Modelli costruiti secondo il principio della ruota Bhaskar

Macchina a moto perpetuo da una catena di galleggianti

Un altro prototipo di macchina a moto perpetuo si basa sull'uso della legge di Archimede. In teoria, si credeva che la catena, costituita da serbatoi cavi, a causa della forza di galleggiamento, avrebbe iniziato a ruotare. Solo una cosa non è stata presa in considerazione: la pressione della colonna d'acqua sul serbatoio più basso compenserà la forza di galleggiamento.

Macchina a moto perpetuo funzionante secondo la legge di Archimede

Macchina per il moto perpetuo di Simon Stevin

Un altro inventore della macchina del moto perpetuo è il matematico olandese Simon Stevin. Secondo la sua teoria, una catena di 14 palline, lanciata su un prisma triangolare, dovrebbe iniziare a muoversi, perché ci sono il doppio delle palline sul lato sinistro che su quello destro e le palline inferiori si bilanciano a vicenda. Ma anche qui le leggi insidiose della fisica interferivano con i piani dell'inventore. Nonostante il fatto che quattro palle siano due volte più pesanti di due, rotolano su una superficie più piatta, quindi, la forza di gravità che agisce sulle palle da destra è bilanciata dalla forza di gravità che agisce sulle palle da sinistra, e il il sistema rimane in equilibrio.

Il modello di macchina a moto perpetuo di Stevin e la sua implementazione con una catena

Macchina a moto perpetuo su magneti permanenti

Con l'avvento dei magneti permanenti (e soprattutto al neodimio), gli inventori delle macchine a moto perpetuo sono tornati attivi. Esistono molte varianti di generatori elettrici basati su magneti e uno dei loro primi inventori, Michael Brady, ha persino brevettato questa idea negli anni '90 del secolo scorso.
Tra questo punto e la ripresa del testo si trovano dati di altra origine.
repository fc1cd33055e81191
// Copyright (C) 2026 Fred Clausen
// Use of this source code is governed by an MIT-style
// license that can be found in the LICENSE file or at
// https://opensource.org/licenses/MIT.
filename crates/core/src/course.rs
// Copyright (C) 2026 Fred Clausen
// Use of this source code is governed by an MIT-style
// license that can be found in the LICENSE file or at
// https://opensource.org/licenses/MIT.

//! The course aggregate.
//!
//! Every accessor and mutator follows the same shape:
//! 1. Look up the caller's permissions in the course's role manager.
//! 2. On failure, release the lock, notify the observer and return a typed
//!    error. Nothing changes.
//! 3. On success, run the operation in full under the course lock. Mutations
//!    are appended to the command history with the acting user and a timestamp.
//!
//! Mutations and snapshot creation take the lock exclusively; plain reads
//! share it. The observer is never called with the lock held.

use crate::apply::{Inverse, apply, require_assignment, revert};
use crate::command::Command;
use crate::config::CourseConfig;
use crate::error::CoreError;
use crate::history::{CommandHistory, HistoryEntry};
use crate::observer::{AccessObserver, TracingObserver};
use crate::session::Session;
use crate::snapshot::CourseSnapshot;
use crate::state::{CourseState, TransitionResult};
use crate::target::{AuditTarget, CommandTarget};
use gradebook_audit::{AccessDenial, Actor};
use gradebook_domain::{
    Assignment, AssignmentCategory, AssignmentGrade, AssignmentId, AssignmentSubmission,
    CategoryId, GradeSchemaRef, LatePolicyRef, NoLatePenalty, Permission, PermissionSet, Role,
    StudentRecord, ThresholdGradeSchema, UserId, validate_course_name,
};
use std::ops::Deref;
use std::sync::{Arc, PoisonError, RwLock, RwLockReadGuard, RwLockWriteGuard};
use time::OffsetDateTime;
use tracing::{debug, info};

struct CourseInner {
    state: CourseState,
    history: CommandHistory,
    snapshot: Option<Arc<CourseSnapshot>>,
}

/// A failed permission check, captured under the lock and reported once the
/// lock is released.
struct Refusal {
    error: CoreError,
    denial: AccessDenial,
}

/// One course offering: the aggregate root of the gradebook.
///
/// A `Course` is safe to share between threads (`Arc<Course>`); all
/// operations take `&self` and are serialized by an internal lock.
pub struct Course {
    inner: RwLock<CourseInner>,
    config: CourseConfig,
    observer: Arc<dyn AccessObserver>,
}
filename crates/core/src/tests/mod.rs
// Copyright (C) 2026 Fred Clausen
// Use of this source code is governed by an MIT-style
// license that can be found in the LICENSE file or at
// https://opensource.org/licenses/MIT.

#![allow(clippy::expect_used, clippy::unwrap_used)]

mod concurrency_tests;
mod helpers;
mod role_manager_tests;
Michael Brady lavora su una macchina a moto perpetuo a magneti permanenti nel 2002

E il video qui sotto mostra un design abbastanza semplice che chiunque può realizzare a casa (se ottieni abbastanza magneti). Non si sa per quanto tempo girerà questa cosa, ma anche se non si tiene conto della perdita di energia per attrito, questo motore può essere considerato solo condizionatamente eterno, perché la potenza dei magneti si indebolisce nel tempo. Tuttavia, lo spettacolo è affascinante.

Ovviamente non abbiamo parlato di tutte le varianti delle macchine a moto perpetuo, perché l'immaginazione umana, se non infinita, è molto inventiva. Tuttavia, tutti i modelli esistenti di macchine a moto perpetuo sono uniti da una cosa: non sono eterni. Questo è il motivo per cui l'Accademia delle scienze di Parigi dal 1775 ha deciso di non prendere in considerazione progetti di macchine a moto perpetuo e l'Ufficio brevetti degli Stati Uniti non ha rilasciato tali brevetti per oltre cento anni. Eppure, nella Classificazione Internazionale dei Brevetti, ci sono ancora sezioni per alcuni tipi di macchine a moto perpetuo. Ma questo riguarda solo la novità delle soluzioni progettuali.

Riassumendo, possiamo solo dire una cosa: nonostante si creda ancora che la creazione di una macchina a moto veramente perpetuo sia impossibile, nessuno vieta di provare, inventare e credere nell'irrealizzabile.